温桃蹊便张口啐他:“就你会胡说,我不喜欢他们,也没想过落井下石。他们富贵无极,同我没关系,可他们梁家大厦倾颓,我也不必高兴,我又不是因为这个烦闷的。”
其实温长玄是明知故问。
只是他还是想听她自己说。
那天娘跟他说了很多话,他后来仔细的回味,细细的品,总觉得娘的那番话里,是另有深意的。
也许……他心念转过时,甚至想着,桃蹊怕是动情不自知。
但是这种念头一闪而过,他就不愿再多想。
倒不是他自欺欺人,实在是这丫头每每见了陆景明,都没个好脸色,说话也没好气儿的。
可今天又看她这样苦闷。
温长玄抿唇,横了心,他要不问,她八成不会主动开口了:“你是因为陆家阿兄才烦闷,心情才不好的?”

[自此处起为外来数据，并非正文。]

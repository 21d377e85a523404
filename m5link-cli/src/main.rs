//! m5link CLI - talk to MicroPython boards over a serial link.
//!
//! ## Features
//!
//! - Run code and scripts through the raw REPL or the binary protocol
//! - List, read, upload and delete files on the device
//! - Query device information and configure Wi-Fi
//! - Serial port auto-detection
//! - Shell completion generation
//! - Environment variable and config file support

use {
    anyhow::Result,
    clap::{Parser, Subcommand, ValueEnum},
    clap_complete::Shell,
    config::Config,
    console::style,
    env_logger::Env,
    log::debug,
    std::{
        env,
        path::PathBuf,
        sync::atomic::{AtomicBool, Ordering},
    },
    thiserror::Error,
};

mod commands;
mod config;
mod serial;

/// Whether stderr is a terminal (set once at startup).
static STDERR_IS_TTY: AtomicBool = AtomicBool::new(true);

/// Set by the Ctrl-C handler.
static INTERRUPTED: AtomicBool = AtomicBool::new(false);

/// Check if emoji/animations should be used (TTY and colors enabled).
pub(crate) fn use_fancy_output() -> bool {
    STDERR_IS_TTY.load(Ordering::Relaxed) && console::colors_enabled_stderr()
}

/// Whether the user pressed Ctrl-C.
pub(crate) fn was_interrupted() -> bool {
    INTERRUPTED.load(Ordering::Relaxed)
}

/// Errors the CLI raises itself, classified for exit codes.
#[derive(Debug, Error)]
pub(crate) enum CliError {
    /// Bad invocation.
    #[error("{0}")]
    Usage(String),
    /// Bad configuration file or value.
    #[error("{0}")]
    Config(String),
    /// Interrupted by the user.
    #[error("{0}")]
    Cancelled(String),
    /// Code ran on the device and raised.
    #[error("script failed with exit code {0}")]
    Script(i32),
}

/// m5link - talk to MicroPython boards (M5Stack, ESP32) over serial.
///
/// Environment variables:
///   M5LINK_PORT     - Default serial port
///   M5LINK_BAUD     - Default baud rate (default: 115200)
///   M5LINK_MODE     - Protocol mode (repl, binary)
#[derive(Parser)]
#[command(name = "m5link")]
#[command(author, version, about, long_about = None)]
#[command(propagate_version = true)]
#[command(after_help = "Examples:
  m5link list-ports
  m5link -p /dev/ttyACM0 run \"print(1 + 1)\"
  m5link put main.py /main.py
  m5link --mode binary info --json")]
pub(crate) struct Cli {
    /// Serial port to use (auto-detected if not specified).
    #[arg(short, long, global = true, env = "M5LINK_PORT")]
    port: Option<String>,

    /// Baud rate [default: 115200].
    #[arg(short, long, global = true, env = "M5LINK_BAUD")]
    baud: Option<u32>,

    /// Protocol mode [default: repl].
    #[arg(long, global = true, value_enum, env = "M5LINK_MODE")]
    mode: Option<ModeArg>,

    /// Timeout in milliseconds for each device exchange.
    #[arg(long, global = true, value_name = "MS")]
    timeout: Option<u64>,

    /// Verbose output level (-v, -vv, -vvv for increasing detail).
    #[arg(short, long, global = true, action = clap::ArgAction::Count)]
    verbose: u8,

    /// Quiet mode (suppress non-essential output).
    #[arg(short, long, global = true)]
    quiet: bool,

    /// Path to a configuration file.
    #[arg(long = "config", global = true, value_name = "PATH")]
    config_path: Option<PathBuf>,

    #[command(subcommand)]
    command: Commands,
}

/// Protocol modes accepted on the command line.
#[derive(Clone, Copy, Debug, PartialEq, Eq, ValueEnum)]
pub(crate) enum ModeArg {
    /// Raw REPL with output scraping.
    Repl,
    /// Framed binary commands.
    Binary,
}

/// Available commands.
#[derive(Subcommand)]
enum Commands {
    /// List available serial ports.
    ListPorts {
        /// Output as JSON.
        #[arg(long)]
        json: bool,
    },

    /// Check whether the device answers.
    Ping,

    /// Show device information.
    Info {
        /// Output as JSON.
        #[arg(long)]
        json: bool,
    },

    /// List a directory on the device.
    Ls {
        /// Directory to list.
        #[arg(default_value = "/")]
        path: String,

        /// Output as JSON.
        #[arg(long)]
        json: bool,
    },

    /// Print a file from the device.
    Cat {
        /// File on the device.
        path: String,
    },

    /// Download a file from the device.
    Get {
        /// File on the device.
        remote: String,

        /// Local destination (defaults to the remote file name).
        local: Option<PathBuf>,
    },

    /// Upload a file to the device.
    Put {
        /// Local file.
        local: PathBuf,

        /// Destination on the device (defaults to /<file name>).
        remote: Option<String>,

        /// Bytes per chunk.
        #[arg(long, value_name = "N")]
        chunk_size: Option<usize>,
    },

    /// Delete a file on the device.
    Rm {
        /// File on the device.
        path: String,
    },

    /// Run a snippet of code.
    Run {
        /// Source code.
        code: String,
    },

    /// Run a file stored on the device.
    Exec {
        /// File on the device.
        path: String,
    },

    /// Set the Wi-Fi network the device joins.
    Wifi {
        /// Network name.
        ssid: String,

        /// Network password.
        password: String,
    },

    /// Generate shell completion scripts.
    Completions {
        /// Shell type.
        #[arg(value_enum)]
        shell: Shell,
    },
}

/// Map an error to the process exit code.
///
/// 1 generic failure, 2 usage, 3 configuration, 4 device not found or
/// unreachable, 130 cancelled.
fn exit_code_for(err: &anyhow::Error) -> i32 {
    if let Some(cli_err) = err.downcast_ref::<CliError>() {
        return match cli_err {
            CliError::Usage(_) => 2,
            CliError::Config(_) => 3,
            CliError::Cancelled(_) => 130,
            CliError::Script(_) => 1,
        };
    }

    match err.downcast_ref::<m5link::Error>() {
        Some(m5link::Error::Interrupted) => 130,
        Some(m5link::Error::Config(_)) => 3,
        Some(
            m5link::Error::NoPortFound | m5link::Error::NotConnected | m5link::Error::Serial(_),
        ) => 4,
        _ => 1,
    }
}

fn init_logging(cli: &Cli) {
    let log_level = if cli.quiet {
        "warn"
    } else {
        match cli.verbose {
            0 => "info",
            1 => "debug",
            _ => "trace",
        }
    };
    env_logger::Builder::from_env(Env::default().default_filter_or(log_level))
        .format_target(cli.verbose >= 2)
        .format_timestamp(if cli.verbose >= 2 {
            Some(env_logger::TimestampPrecision::Millis)
        } else {
            None
        })
        .init();
}

fn install_interrupt_handler() {
    if let Err(e) = ctrlc::set_handler(|| INTERRUPTED.store(true, Ordering::Relaxed)) {
        debug!("Failed to install Ctrl-C handler: {e}");
    }
    m5link::set_interrupt_checker(was_interrupted);
}

fn run(cli: &Cli) -> Result<()> {
    let config = if let Some(ref path) = cli.config_path {
        Config::load_from_path(path)
    } else {
        Config::load()
    };

    match &cli.command {
        Commands::ListPorts { json } => commands::ports::cmd_list_ports(*json),
        Commands::Completions { shell } => {
            commands::completions::cmd_completions(*shell);
            Ok(())
        },
        Commands::Ping => commands::device::cmd_ping(cli, &config),
        Commands::Info { json } => commands::device::cmd_info(cli, &config, *json),
        Commands::Ls { path, json } => commands::files::cmd_ls(cli, &config, path, *json),
        Commands::Cat { path } => commands::files::cmd_cat(cli, &config, path),
        Commands::Get { remote, local } => {
            commands::files::cmd_get(cli, &config, remote, local.as_deref())
        },
        Commands::Put {
            local,
            remote,
            chunk_size,
        } => commands::files::cmd_put(cli, &config, local, remote.as_deref(), *chunk_size),
        Commands::Rm { path } => commands::files::cmd_rm(cli, &config, path),
        Commands::Run { code } => commands::device::cmd_run(cli, &config, code),
        Commands::Exec { path } => commands::device::cmd_exec(cli, &config, path),
        Commands::Wifi { ssid, password } => {
            commands::device::cmd_wifi(cli, &config, ssid, password)
        },
    }
}

fn main() {
    // --- NO_COLOR and TTY detection ---
    let stderr_is_tty = console::Term::stderr().is_term();
    STDERR_IS_TTY.store(stderr_is_tty, Ordering::Relaxed);

    if env::var("NO_COLOR").is_ok() || !stderr_is_tty {
        console::set_colors_enabled(false);
        console::set_colors_enabled_stderr(false);
    }

    let cli = Cli::parse();
    init_logging(&cli);
    install_interrupt_handler();

    debug!(
        "m5link v{} (verbose level: {})",
        env!("CARGO_PKG_VERSION"),
        cli.verbose
    );

    if let Err(err) = run(&cli) {
        let code = exit_code_for(&err);
        if !matches!(err.downcast_ref::<CliError>(), Some(CliError::Script(_))) {
            eprintln!("{} {err:#}", style("Error:").red().bold());
        }
        std::process::exit(code);
    }
}

#[cfg(test)]
mod tests {
    use {super::*, clap::CommandFactory};

    #[test]
    fn test_cli_command_is_valid() {
        Cli::command().debug_assert();
    }

    #[test]
    fn test_cli_parse_put() {
        let cli = Cli::parse_from(["m5link", "put", "main.py", "/app/main.py", "--chunk-size", "128"]);
        match cli.command {
            Commands::Put {
                local,
                remote,
                chunk_size,
            } => {
                assert_eq!(local, PathBuf::from("main.py"));
                assert_eq!(remote.as_deref(), Some("/app/main.py"));
                assert_eq!(chunk_size, Some(128));
            },
            _ => panic!("Expected Put command"),
        }
    }

    #[test]
    fn test_cli_parse_ls_default_path() {
        let cli = Cli::parse_from(["m5link", "ls"]);
        match cli.command {
            Commands::Ls { path, json } => {
                assert_eq!(path, "/");
                assert!(!json);
            },
            _ => panic!("Expected Ls command"),
        }
    }

    #[test]
    fn test_cli_parse_get_without_local() {
        let cli = Cli::parse_from(["m5link", "get", "/boot.py"]);
        match cli.command {
            Commands::Get { remote, local } => {
                assert_eq!(remote, "/boot.py");
                assert!(local.is_none());
            },
            _ => panic!("Expected Get command"),
        }
    }

    #[test]
    fn test_cli_parse_wifi() {
        let cli = Cli::parse_from(["m5link", "wifi", "home", "secret"]);
        assert!(matches!(
            cli.command,
            Commands::Wifi { ref ssid, ref password } if ssid == "home" && password == "secret"
        ));
    }

    #[test]
    fn test_cli_global_options() {
        let cli = Cli::parse_from([
            "m5link",
            "run",
            "print(1)",
            "-p",
            "/dev/ttyUSB0",
            "-b",
            "921600",
            "--mode",
            "binary",
            "--timeout",
            "2000",
            "-vv",
        ]);
        assert_eq!(cli.port.as_deref(), Some("/dev/ttyUSB0"));
        assert_eq!(cli.baud, Some(921_600));
        assert_eq!(cli.mode, Some(ModeArg::Binary));
        assert_eq!(cli.timeout, Some(2000));
        assert_eq!(cli.verbose, 2);
    }

    #[test]
    fn test_cli_missing_subcommand() {
        assert!(Cli::try_parse_from(["m5link"]).is_err());
    }

    #[test]
    fn test_cli_invalid_mode() {
        assert!(Cli::try_parse_from(["m5link", "--mode", "morse", "ping"]).is_err());
    }

    #[test]
    fn test_exit_codes() {
        assert_eq!(exit_code_for(&CliError::Usage("x".into()).into()), 2);
        assert_eq!(exit_code_for(&CliError::Config("x".into()).into()), 3);
        assert_eq!(exit_code_for(&CliError::Cancelled("x".into()).into()), 130);
        assert_eq!(exit_code_for(&CliError::Script(1).into()), 1);
        assert_eq!(exit_code_for(&m5link::Error::NoPortFound.into()), 4);
        assert_eq!(exit_code_for(&m5link::Error::Interrupted.into()), 130);
        assert_eq!(exit_code_for(&anyhow::anyhow!("boom")), 1);
    }

    #[test]
    fn test_exit_code_sees_through_context() {
        use anyhow::Context as _;

        let err = Err::<(), _>(m5link::Error::NotConnected)
            .context("Failed to connect to COM3")
            .unwrap_err();
        assert_eq!(exit_code_for(&err), 4);
    }
}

温桃蹊掀了眼皮看过去:“你说他那样的人,费心思去坑梁时,我记得大哥说过,他跟他父兄的关系不是一直淡淡的吗?”
温长玄心下咯噔一声:“你是担心他?”
“我是觉得,这样大的人情,可怎么还给人家呢?”温桃蹊掰着指头,低头看着自己的指尖儿,“别说青雀楼请人家吃一顿饭了,就是请人家吃十顿饭,也不够还的。”
“你很怕欠着他的吗?”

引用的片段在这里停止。